J.E. Dunn Construction Group
- Industry: Construction
- Headquarters: Kansas City, Missouri, United States
- Number of employees: 4,000 (2026)
- Website: https://jedunn.com/

= J. E. Dunn Construction Group =

Privately owned construction company in the United States

J. E. Dunn Construction Group is an American privately held construction company headquartered in Kansas City, Missouri founded in 1924 by John Ernest Dunn.

==History==
The company was founded in Kansas City, Missouri, in 1924 by John Ernest Dunn as a residential contractor, and later moved into commercial, institutional, and public building work. During World War II, the firm built the Quartermaster Depot, a wartime supply facility in Kansas City, at cost.

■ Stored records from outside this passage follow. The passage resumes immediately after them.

//! Ingestion configuration
//!
//! Controls which files a pass picks up, how often passes run, and the
//! deadlines that keep a slow store or broker from stalling a pass.

use serde::{Deserialize, Serialize};
use std::time::Duration;

/// Default key suffix a file must end with to be ingested.
pub const DEFAULT_FILE_SUFFIX: &str = "pessoas.csv";

/// Default pause between passes in milliseconds.
pub const DEFAULT_INTERVAL_MS: u64 = 60_000;

/// Default deadline for processing a whole file in seconds.
pub const DEFAULT_FILE_TIMEOUT_SECS: u64 = 300;

/// Default deadline for a single message send in seconds.
pub const DEFAULT_SEND_TIMEOUT_SECS: u64 = 30;

/// What a file's outcome should be when some of its messages failed to publish
#[derive(Debug, Clone, Copy, PartialEq, Eq, Serialize, Deserialize, Default)]
#[serde(rename_all = "snake_case")]
pub enum PublishFailurePolicy {
    /// Any failed send fails the file
    Fail,
    /// The file succeeds once every send was attempted; failures only show in the counts
    #[default]
    Tolerate,
}

impl std::str::FromStr for PublishFailurePolicy {
    type Err = anyhow::Error;

    fn from_str(s: &str) -> Result<Self, Self::Err> {
        match s.to_lowercase().as_str() {
            "fail" => Ok(PublishFailurePolicy::Fail),
            "tolerate" => Ok(PublishFailurePolicy::Tolerate),
            _ => anyhow::bail!(
                "Invalid publish failure policy: {}. Must be 'fail' or 'tolerate'",
                s
            ),
        }
    }
}

#[derive(Debug, Clone, Serialize, Deserialize)]
pub struct IngestConfig {
    /// Whether the periodic trigger runs
    pub enabled: bool,
    pub interval_ms: u64,
    pub file_suffix: String,
    /// Field delimiter of the input files
    pub delimiter: u8,
    pub file_timeout_secs: u64,
    pub send_timeout_secs: u64,
    pub publish_failure_policy: PublishFailurePolicy,
}

impl IngestConfig {
    /// Load ingestion configuration from `INGEST_*` environment variables
    pub fn from_env() -> anyhow::Result<Self> {
        let delimiter = match std::env::var("INGEST_DELIMITER") {
            Ok(value) => parse_delimiter(&value)?,
            Err(_) => b',',
        };

        let publish_failure_policy = match std::env::var("INGEST_PUBLISH_FAILURE_POLICY") {
            Ok(value) => value.parse()?,
            Err(_) => PublishFailurePolicy::default(),
        };

        let config = Self {
            enabled: std::env::var("INGEST_ENABLED")
                .ok()
                .and_then(|s| s.parse().ok())
                .unwrap_or(true),
            interval_ms: std::env::var("INGEST_INTERVAL_MS")
                .ok()
                .and_then(|s| s.parse().ok())
                .unwrap_or(DEFAULT_INTERVAL_MS),
            file_suffix: std::env::var("INGEST_FILE_SUFFIX")
                .unwrap_or_else(|_| DEFAULT_FILE_SUFFIX.to_string()),
            delimiter,
            file_timeout_secs: std::env::var("INGEST_FILE_TIMEOUT_SECS")
                .ok()
                .and_then(|s| s.parse().ok())
                .unwrap_or(DEFAULT_FILE_TIMEOUT_SECS),
            send_timeout_secs: std::env::var("INGEST_SEND_TIMEOUT_SECS")
                .ok()
                .and_then(|s| s.parse().ok())
                .unwrap_or(DEFAULT_SEND_TIMEOUT_SECS),
            publish_failure_policy,
        };

        config.validate()?;
        Ok(config)
    }

    pub fn validate(&self) -> anyhow::Result<()> {
        if self.file_suffix.is_empty() {
            anyhow::bail!("INGEST_FILE_SUFFIX cannot be empty");
        }
        if self.interval_ms == 0 {
            anyhow::bail!("INGEST_INTERVAL_MS must be greater than 0");
        }
        if self.file_timeout_secs == 0 {
            anyhow::bail!("INGEST_FILE_TIMEOUT_SECS must be greater than 0");
        }
        if self.send_timeout_secs == 0 {
            anyhow::bail!("INGEST_SEND_TIMEOUT_SECS must be greater than 0");
        }
        if self.send_timeout_secs > self.file_timeout_secs {
            anyhow::bail!(
                "INGEST_SEND_TIMEOUT_SECS ({}) cannot exceed INGEST_FILE_TIMEOUT_SECS ({})",
                self.send_timeout_secs,
                self.file_timeout_secs
            );
        }
        Ok(())
    }

    pub fn interval(&self) -> Duration {
        Duration::from_millis(self.interval_ms)
    }

    pub fn file_timeout(&self) -> Duration {
        Duration::from_secs(self.file_timeout_secs)
    }

    pub fn send_timeout(&self) -> Duration {
        Duration::from_secs(self.send_timeout_secs)
    }

    /// Whether `key` names a file this service ingests
    pub fn is_candidate(&self, key: &str) -> bool {
        key.ends_with(&self.file_suffix)
    }
}

impl Default for IngestConfig {
    fn default() -> Self {
        Self {
            enabled: true,
            interval_ms: DEFAULT_INTERVAL_MS,
            file_suffix: DEFAULT_FILE_SUFFIX.to_string(),
            delimiter: b',',
            file_timeout_secs: DEFAULT_FILE_TIMEOUT_SECS,
            send_timeout_secs: DEFAULT_SEND_TIMEOUT_SECS,
            publish_failure_policy: PublishFailurePolicy::default(),
        }
    }
}

fn parse_delimiter(value: &str) -> anyhow::Result<u8> {
    match value {
        "\\t" | "tab" => Ok(b'\t'),
        _ if value.len() == 1 && value.is_ascii() => Ok(value.as_bytes()[0]),
        _ => anyhow::bail!("INGEST_DELIMITER must be a single ASCII character, got '{}'", value),
    }
}
//! Error types for the ingestion pipeline

use std::time::Duration;
use thiserror::Error;

/// Result type alias for ingestion operations
pub type Result<T> = std::result::Result<T, IngestError>;

/// Failures raised while listing, reading, parsing or publishing a file.
///
/// Row- and message-level variants (`RowRejected`, `PublishFailure`) are
/// absorbed by the parser and publisher; the rest end up in a failed
/// [`ProcessingOutcome`](crate::types::ProcessingOutcome).
#[derive(Error, Debug)]
pub enum IngestError {
    #[error("Object store unavailable: {0}")]
    StoreUnavailable(String),

    #[error("Object not found: {0}")]
    ObjectNotFound(String),

    #[error("Malformed input: {0}")]
    MalformedInput(String),

    #[error("Row {row} rejected: {reason}")]
    RowRejected { row: usize, reason: String },

    #[error("Publish failed: {0}")]
    PublishFailure(String),

    #[error("{failed} of {total} messages failed to publish")]
    PartialDelivery { failed: usize, total: usize },

    #[error("{operation} exceeded deadline of {timeout:?}")]
    DeadlineExceeded {
        operation: &'static str,
        timeout: Duration,
    },

    #[error("Operation cancelled")]
    Cancelled,

    #[error("Serialization error: {0}")]
    Serialization(#[from] serde_json::Error),

    #[error("Configuration error: {0}")]
    Config(String),
}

Leadership of the company remained within the Dunn family for three generations: Dunn's son William H. Dunn Sr. took over the business after the founder's death in the mid-1960s, and William's son Terrence P. Dunn was named chief executive officer in 1989. Terrence Dunn served as president and chief executive officer of the holding company, incorporated as Dunn Industries, Inc. and later renamed J.E. Dunn Construction Group, Inc., until his retirement in 2015.

Beginning in 1990, the company expanded beyond Kansas City through a series of acquisitions, purchasing a controlling interest in Witcher Construction of Minneapolis in 1990, Drake Construction Company of Portland, Oregon, in 1992, the Houston-based LTB Contractors and Hughes/Smith, Inc. of Colorado Springs, Colorado, in the late 1990s, and R.J. Griffin & Company of Atlanta in January 2000.

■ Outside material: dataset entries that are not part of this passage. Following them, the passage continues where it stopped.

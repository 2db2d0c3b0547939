//! File ingestion
//!
//! # Architecture
//!
//! - **config**: ingestion settings (`INGEST_*` environment variables)
//! - **parser**: delimited text to [`PersonRecord`](cadastro_common::PersonRecord)s
//! - **orchestrator**: per-file pipeline and discovery passes
//! - **scheduler**: periodic trigger for discovery passes
//!
//! Manual processing of a single file is exposed over HTTP by
//! `POST /api/cadastro/process` (see [`crate::api`]).

pub mod config;
pub mod orchestrator;
pub mod parser;
pub mod scheduler;

pub use config::{IngestConfig, PublishFailurePolicy};
pub use orchestrator::{IngestOrchestrator, PassSummary};
pub use parser::{ParsedFile, RecordParser, RowRejection};
pub use scheduler::Scheduler;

In 2010, the company established an employee stock ownership plan, transitioning from sole family ownership to combined family and employee ownership.

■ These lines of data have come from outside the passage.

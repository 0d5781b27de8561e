//! Verdicts, denial notices and audit lines from the account hook driver.

use std::collections::HashMap;
use std::io;
use std::sync::{Arc, Mutex};

use flux_client::testing::MockBroker;
use flux_client::{CONFIG_GET_TOPIC, JOB_LIST_TOPIC};
use pam_flux::{
    Authorizer, Conversation, PamFluxError, UserDirectory, Verdict, OWNER_ATTR,
};
use serde_json::json;

/// Fixed name to uid table.
struct StaticUsers(HashMap<&'static str, u32>);

impl StaticUsers {
    fn new() -> Self {
        Self(HashMap::from([("alice", 1000), ("bob", 1001), ("flux", 500)]))
    }
}

impl UserDirectory for StaticUsers {
    fn uid_for(&self, name: &str) -> Option<u32> {
        self.0.get(name).copied()
    }
}

/// Records messages sent to the user.
#[derive(Default)]
struct RecordingConversation {
    messages: Vec<String>,
    fail: bool,
}

impl Conversation for RecordingConversation {
    fn error_message(&mut self, message: &str) -> pam_flux::Result<()> {
        self.messages.push(message.to_string());
        if self.fail {
            return Err(PamFluxError::Conversation("Conversation error".into()));
        }
        Ok(())
    }
}

/// Captures formatted log output for assertions.
#[derive(Clone, Default)]
struct CapturedLogs(Arc<Mutex<Vec<u8>>>);

impl CapturedLogs {
    fn contents(&self) -> String {
        String::from_utf8_lossy(&self.0.lock().unwrap()).into_owned()
    }
}

impl io::Write for CapturedLogs {
    fn write(&mut self, buf: &[u8]) -> io::Result<usize> {
        self.0.lock().unwrap().extend_from_slice(buf);
        Ok(buf.len())
    }

    fn flush(&mut self) -> io::Result<()> {
        Ok(())
    }
}

fn with_logs<T>(f: impl FnOnce() -> T) -> (T, String) {
    let logs = CapturedLogs::default();
    let writer = logs.clone();
    let subscriber = tracing_subscriber::fmt()
        .with_writer(move || writer.clone())
        .with_ansi(false)
        .with_max_level(tracing::Level::INFO)
        .finish();
    let result = tracing::subscriber::with_default(subscriber, f);
    (result, logs.contents())
}

fn authorize(
    broker: &MockBroker,
    user: Option<&str>,
    args: &[&str],
    conv: &mut RecordingConversation,
) -> Verdict {
    let users = StaticUsers::new();
    Authorizer::new(broker, &users).authorize(user, args, conv)
}

fn alice_on_rank_zero() -> MockBroker {
    MockBroker::new()
        .with_rank(0)
        .with_job(json!({"userid": 1000, "ranks": "0-3", "state": 16}))
}

#[test]
fn test_granted_without_notice() {
    let broker = alice_on_rank_zero();
    let mut conv = RecordingConversation::default();

    let (verdict, logs) = with_logs(|| authorize(&broker, Some("alice"), &[], &mut conv));

    assert_eq!(verdict, Verdict::Granted);
    assert_eq!(verdict.pam_code(), 0);
    assert!(conv.messages.is_empty());
    assert!(logs.contains("access granted for user alice (uid=1000)"), "{logs}");
}

#[test]
fn test_denied_sends_notice_and_audit_line() {
    let broker = alice_on_rank_zero();
    let mut conv = RecordingConversation::default();

    let (verdict, logs) = with_logs(|| authorize(&broker, Some("bob"), &[], &mut conv));

    assert_eq!(verdict, Verdict::Denied);
    assert_eq!(verdict.pam_code(), 6);
    assert_eq!(
        conv.messages,
        vec!["Access denied: user bob has no active jobs on this node".to_string()]
    );
    assert!(logs.contains("access denied for user bob (uid=1001)"), "{logs}");
}

#[test]
fn test_conversation_failure_still_denies() {
    let broker = alice_on_rank_zero();
    let mut conv = RecordingConversation {
        fail: true,
        ..Default::default()
    };

    let (verdict, logs) = with_logs(|| authorize(&broker, Some("bob"), &[], &mut conv));

    assert_eq!(verdict, Verdict::Denied);
    assert!(logs.contains("unable to converse with app"), "{logs}");
    assert!(logs.contains("access denied for user bob (uid=1001)"), "{logs}");
}

#[test]
fn test_unknown_user_is_distinct_from_denied() {
    let broker = alice_on_rank_zero();

    for user in [Some("mallory"), Some(""), None] {
        let mut conv = RecordingConversation::default();
        let verdict = authorize(&broker, user, &[], &mut conv);

        assert_eq!(verdict, Verdict::UnknownIdentity);
        assert_eq!(verdict.pam_code(), 10);
        assert!(conv.messages.is_empty());
    }
    // no broker traffic for unresolvable users
    assert_eq!(broker.open_count(), 0);
}

#[test]
fn test_bad_option_is_system_error() {
    let broker = alice_on_rank_zero();
    let mut conv = RecordingConversation::default();

    let (verdict, logs) = with_logs(|| {
        authorize(&broker, Some("alice"), &["allow-guest-user", "nope"], &mut conv)
    });

    assert_eq!(verdict, Verdict::SystemError);
    assert_eq!(verdict.pam_code(), 4);
    assert!(conv.messages.is_empty());
    assert!(logs.contains("unrecognized option: nope"), "{logs}");
    assert_eq!(broker.open_count(), 0);
}

#[test]
fn test_broker_down_denies_every_user() {
    let broker = MockBroker::new();

    for user in ["alice", "bob", "flux"] {
        let mut conv = RecordingConversation::default();
        let (verdict, logs) = with_logs(|| {
            authorize(&broker, Some(user), &["allow-guest-user"], &mut conv)
        });
        assert_eq!(verdict, Verdict::Denied);
        assert_eq!(conv.messages.len(), 1);
        assert!(logs.contains("Unable to connect to Flux"), "{logs}");
    }
}

#[test]
fn test_guest_grant_through_driver() {
    let broker = MockBroker::new()
        .with_rank(2)
        .with_attr(OWNER_ATTR, "500")
        .with_job(json!({
            "userid": 500,
            "ranks": "2-9",
            "state": 16,
            "annotations": {"user": {"uri": "ssh://node2/tmp/flux-Zx1/local-0"}}
        }))
        .with_child_config(
            "local:///tmp/flux-Zx1/local-0",
            json!({"access": {"allow-guest-user": true}}),
        );
    let mut conv = RecordingConversation::default();

    let verdict = authorize(&broker, Some("bob"), &["allow-guest-user"], &mut conv);
    assert_eq!(verdict, Verdict::Granted);
    assert_eq!(broker.rpc_count(JOB_LIST_TOPIC), 1);
    assert_eq!(broker.rpc_count(CONFIG_GET_TOPIC), 1);
    assert_eq!(broker.open_count(), broker.close_count());

    // same setup, guest access not enabled in the module arguments
    broker.clear_calls();
    let verdict = authorize(&broker, Some("bob"), &[], &mut conv);
    assert_eq!(verdict, Verdict::Denied);
    assert_eq!(broker.rpc_count(CONFIG_GET_TOPIC), 0);
}

#[test]
fn test_errors_logged_at_error_level() {
    let broker = MockBroker::new()
        .with_rank(0)
        .with_failing_topic(JOB_LIST_TOPIC);
    let mut conv = RecordingConversation::default();

    let (verdict, logs) = with_logs(|| authorize(&broker, Some("alice"), &[], &mut conv));

    assert_eq!(verdict, Verdict::Denied);
    let line = logs
        .lines()
        .find(|l| l.contains("flux_job_list failed"))
        .expect("job list failure logged");
    assert!(line.contains("ERROR"), "{line}");
}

Gordon Lansford III, who had served as chief financial officer for 15 years, became president and chief executive officer of JE Dunn Construction Company on January 1, 2014, the first person outside the Dunn family to hold the position. In 2019, the Dunn family and the company were part of the investment group led by John Sherman that purchased the Kansas City Royals of Major League Baseball. By 2024, it operated 26 offices in the United States and employed more than 4,000 people.

In 2026, Kevin Grimm, a former foreman for J.E. Dunn pleaded guilty to a felony theft charge for stealing over $70,000 of medical equipment and construction equipment from his jobsite at University of Iowa Hospitals & Clinics and selling them on eBay and Facebook Marketplace. The medical equipment he stole were regulated by the Food and Drug Administration that were only meant to be owned by medical providers. He used his access to facility as a contractor to loot the hospital that was being built. The hospital security received a tip about stolen hospital items on eBay and personal information found in pictures and background photo that showed the jobsite linked the incident to Grimm. Board of Regents has hired the company as the manager of North Liberty project at UIHC.

Engineering News-Record listed J.E. Dunn as the 21st highest revenue contractor in 2026.